» **About this task**: The expected answer is a copy of every line in the listing that has the word "Deserialize".

══ Records for this task

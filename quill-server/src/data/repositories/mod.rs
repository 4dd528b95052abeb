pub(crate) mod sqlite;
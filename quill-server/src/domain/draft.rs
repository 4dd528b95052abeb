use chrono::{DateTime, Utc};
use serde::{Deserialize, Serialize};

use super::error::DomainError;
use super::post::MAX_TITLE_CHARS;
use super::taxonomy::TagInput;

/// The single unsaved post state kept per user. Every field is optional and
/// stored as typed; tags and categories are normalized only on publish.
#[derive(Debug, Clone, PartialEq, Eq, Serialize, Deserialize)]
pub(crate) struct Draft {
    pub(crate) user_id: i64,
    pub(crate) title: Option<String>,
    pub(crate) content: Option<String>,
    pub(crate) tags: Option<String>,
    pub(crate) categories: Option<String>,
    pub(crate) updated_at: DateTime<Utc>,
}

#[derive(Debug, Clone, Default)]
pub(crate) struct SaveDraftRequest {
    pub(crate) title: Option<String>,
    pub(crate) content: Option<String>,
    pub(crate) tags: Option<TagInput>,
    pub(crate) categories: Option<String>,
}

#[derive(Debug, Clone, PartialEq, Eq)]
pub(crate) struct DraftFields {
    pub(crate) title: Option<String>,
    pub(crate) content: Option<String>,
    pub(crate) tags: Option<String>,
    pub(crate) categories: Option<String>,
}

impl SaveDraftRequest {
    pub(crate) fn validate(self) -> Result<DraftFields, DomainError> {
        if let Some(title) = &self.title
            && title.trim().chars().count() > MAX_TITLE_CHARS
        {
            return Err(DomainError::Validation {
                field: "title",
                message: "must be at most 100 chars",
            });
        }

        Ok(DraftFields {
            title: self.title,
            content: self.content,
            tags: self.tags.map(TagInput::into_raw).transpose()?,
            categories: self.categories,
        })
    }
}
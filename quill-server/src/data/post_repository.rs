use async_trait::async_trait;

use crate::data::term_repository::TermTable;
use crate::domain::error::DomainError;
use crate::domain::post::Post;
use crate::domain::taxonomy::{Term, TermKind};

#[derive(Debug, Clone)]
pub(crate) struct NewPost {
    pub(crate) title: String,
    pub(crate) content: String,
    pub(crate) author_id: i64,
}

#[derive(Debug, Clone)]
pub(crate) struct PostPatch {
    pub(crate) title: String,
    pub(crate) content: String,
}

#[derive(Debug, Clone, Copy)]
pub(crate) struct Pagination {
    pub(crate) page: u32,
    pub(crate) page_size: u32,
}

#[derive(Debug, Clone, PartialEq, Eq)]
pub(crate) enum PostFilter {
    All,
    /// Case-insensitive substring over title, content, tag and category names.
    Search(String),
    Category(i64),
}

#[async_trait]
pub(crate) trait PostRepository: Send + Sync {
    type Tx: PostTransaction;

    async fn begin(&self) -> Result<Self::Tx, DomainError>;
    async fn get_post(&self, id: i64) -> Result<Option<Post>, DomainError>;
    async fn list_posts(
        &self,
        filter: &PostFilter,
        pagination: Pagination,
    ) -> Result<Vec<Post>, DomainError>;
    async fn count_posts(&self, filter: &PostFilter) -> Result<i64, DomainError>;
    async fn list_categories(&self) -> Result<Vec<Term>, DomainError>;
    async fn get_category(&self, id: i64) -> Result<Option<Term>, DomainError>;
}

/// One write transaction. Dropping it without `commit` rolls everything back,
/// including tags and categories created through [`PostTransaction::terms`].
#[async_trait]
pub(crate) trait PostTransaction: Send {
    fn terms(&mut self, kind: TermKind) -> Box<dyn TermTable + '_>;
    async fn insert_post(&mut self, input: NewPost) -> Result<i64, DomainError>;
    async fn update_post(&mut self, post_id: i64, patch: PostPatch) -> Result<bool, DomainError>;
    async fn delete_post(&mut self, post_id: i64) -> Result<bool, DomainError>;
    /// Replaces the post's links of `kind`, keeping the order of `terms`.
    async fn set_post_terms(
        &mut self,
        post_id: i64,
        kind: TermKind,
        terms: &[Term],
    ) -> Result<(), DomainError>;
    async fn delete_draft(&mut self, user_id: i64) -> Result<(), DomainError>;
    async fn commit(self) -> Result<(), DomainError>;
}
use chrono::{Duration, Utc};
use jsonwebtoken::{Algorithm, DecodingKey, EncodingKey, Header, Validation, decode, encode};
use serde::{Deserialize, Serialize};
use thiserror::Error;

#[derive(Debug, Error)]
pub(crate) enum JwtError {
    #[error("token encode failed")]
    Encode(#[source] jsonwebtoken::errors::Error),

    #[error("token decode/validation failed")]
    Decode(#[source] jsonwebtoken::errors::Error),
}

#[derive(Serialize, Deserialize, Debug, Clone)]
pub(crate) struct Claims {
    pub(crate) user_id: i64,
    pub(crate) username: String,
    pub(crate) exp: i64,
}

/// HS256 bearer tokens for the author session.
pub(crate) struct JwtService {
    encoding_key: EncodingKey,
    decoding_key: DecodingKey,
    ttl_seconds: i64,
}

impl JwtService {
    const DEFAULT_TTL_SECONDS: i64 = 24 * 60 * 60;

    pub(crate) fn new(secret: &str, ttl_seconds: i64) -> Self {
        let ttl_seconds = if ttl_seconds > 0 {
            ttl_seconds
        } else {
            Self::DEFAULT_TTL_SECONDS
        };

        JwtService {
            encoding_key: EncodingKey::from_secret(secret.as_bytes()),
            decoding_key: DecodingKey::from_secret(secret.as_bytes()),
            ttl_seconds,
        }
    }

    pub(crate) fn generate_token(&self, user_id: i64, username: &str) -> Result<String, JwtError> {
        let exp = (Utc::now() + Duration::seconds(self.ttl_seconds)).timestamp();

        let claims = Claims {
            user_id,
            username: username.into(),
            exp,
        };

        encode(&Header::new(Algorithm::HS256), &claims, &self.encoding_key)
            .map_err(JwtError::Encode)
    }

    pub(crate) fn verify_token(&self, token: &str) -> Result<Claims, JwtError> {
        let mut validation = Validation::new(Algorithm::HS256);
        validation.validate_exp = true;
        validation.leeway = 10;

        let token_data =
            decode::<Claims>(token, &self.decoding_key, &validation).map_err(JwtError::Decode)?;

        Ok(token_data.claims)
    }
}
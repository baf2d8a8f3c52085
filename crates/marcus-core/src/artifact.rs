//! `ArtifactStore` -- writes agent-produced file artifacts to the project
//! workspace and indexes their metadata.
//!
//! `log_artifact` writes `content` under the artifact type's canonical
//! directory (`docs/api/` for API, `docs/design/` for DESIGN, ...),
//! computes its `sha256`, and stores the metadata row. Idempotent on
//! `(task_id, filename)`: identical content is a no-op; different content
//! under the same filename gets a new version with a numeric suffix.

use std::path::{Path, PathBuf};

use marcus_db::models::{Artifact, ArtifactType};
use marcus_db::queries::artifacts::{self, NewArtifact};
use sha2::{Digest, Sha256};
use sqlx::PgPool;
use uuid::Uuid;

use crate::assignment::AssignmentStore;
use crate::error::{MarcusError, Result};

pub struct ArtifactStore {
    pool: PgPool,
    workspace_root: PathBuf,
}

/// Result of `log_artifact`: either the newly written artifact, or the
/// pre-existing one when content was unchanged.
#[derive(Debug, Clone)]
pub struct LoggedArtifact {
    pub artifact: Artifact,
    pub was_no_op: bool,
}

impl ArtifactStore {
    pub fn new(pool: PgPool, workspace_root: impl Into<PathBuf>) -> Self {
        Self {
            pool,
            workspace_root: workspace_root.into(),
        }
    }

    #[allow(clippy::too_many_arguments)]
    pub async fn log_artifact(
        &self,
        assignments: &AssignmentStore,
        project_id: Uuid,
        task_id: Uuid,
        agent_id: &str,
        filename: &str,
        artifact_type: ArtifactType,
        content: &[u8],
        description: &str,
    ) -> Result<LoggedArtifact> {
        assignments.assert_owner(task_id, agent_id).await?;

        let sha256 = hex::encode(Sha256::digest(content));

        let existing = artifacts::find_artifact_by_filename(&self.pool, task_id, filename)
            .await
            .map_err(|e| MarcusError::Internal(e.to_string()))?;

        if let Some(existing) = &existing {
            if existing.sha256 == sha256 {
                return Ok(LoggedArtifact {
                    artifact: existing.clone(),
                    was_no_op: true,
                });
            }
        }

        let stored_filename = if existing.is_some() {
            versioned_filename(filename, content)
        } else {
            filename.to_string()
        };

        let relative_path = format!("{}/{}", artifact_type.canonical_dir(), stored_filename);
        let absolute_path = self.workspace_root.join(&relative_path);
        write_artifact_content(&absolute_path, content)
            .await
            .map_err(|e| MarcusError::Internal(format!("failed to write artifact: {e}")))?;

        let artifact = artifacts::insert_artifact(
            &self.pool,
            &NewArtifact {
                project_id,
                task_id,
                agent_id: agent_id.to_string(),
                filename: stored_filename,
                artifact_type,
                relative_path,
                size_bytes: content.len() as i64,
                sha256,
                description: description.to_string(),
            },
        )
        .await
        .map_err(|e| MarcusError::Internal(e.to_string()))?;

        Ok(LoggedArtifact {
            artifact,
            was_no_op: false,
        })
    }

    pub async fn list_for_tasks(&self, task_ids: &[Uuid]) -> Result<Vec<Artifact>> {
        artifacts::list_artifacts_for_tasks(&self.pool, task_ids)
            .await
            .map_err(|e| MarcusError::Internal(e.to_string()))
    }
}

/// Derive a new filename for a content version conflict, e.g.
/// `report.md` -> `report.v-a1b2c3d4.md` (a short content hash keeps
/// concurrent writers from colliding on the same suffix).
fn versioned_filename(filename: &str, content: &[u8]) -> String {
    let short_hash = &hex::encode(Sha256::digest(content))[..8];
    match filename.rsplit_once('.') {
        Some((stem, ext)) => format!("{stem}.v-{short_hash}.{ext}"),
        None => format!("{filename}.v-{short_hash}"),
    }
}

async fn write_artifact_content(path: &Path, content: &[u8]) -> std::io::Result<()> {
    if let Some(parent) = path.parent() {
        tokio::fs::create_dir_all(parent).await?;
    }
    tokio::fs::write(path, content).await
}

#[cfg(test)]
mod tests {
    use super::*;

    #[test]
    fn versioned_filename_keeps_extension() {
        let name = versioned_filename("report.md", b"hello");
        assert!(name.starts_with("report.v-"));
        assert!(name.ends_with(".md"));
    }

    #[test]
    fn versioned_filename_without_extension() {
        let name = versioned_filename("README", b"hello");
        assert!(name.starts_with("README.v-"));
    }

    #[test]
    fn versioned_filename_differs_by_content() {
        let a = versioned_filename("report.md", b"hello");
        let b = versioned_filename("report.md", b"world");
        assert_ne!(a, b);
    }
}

════

» **Task output**:
use serde::{Deserialize, Serialize};
#[derive(Debug, Clone, PartialEq, Eq, Serialize, Deserialize)]
use serde::{Deserialize, Serialize};
#[derive(Serialize, Deserialize, Debug, Clone)]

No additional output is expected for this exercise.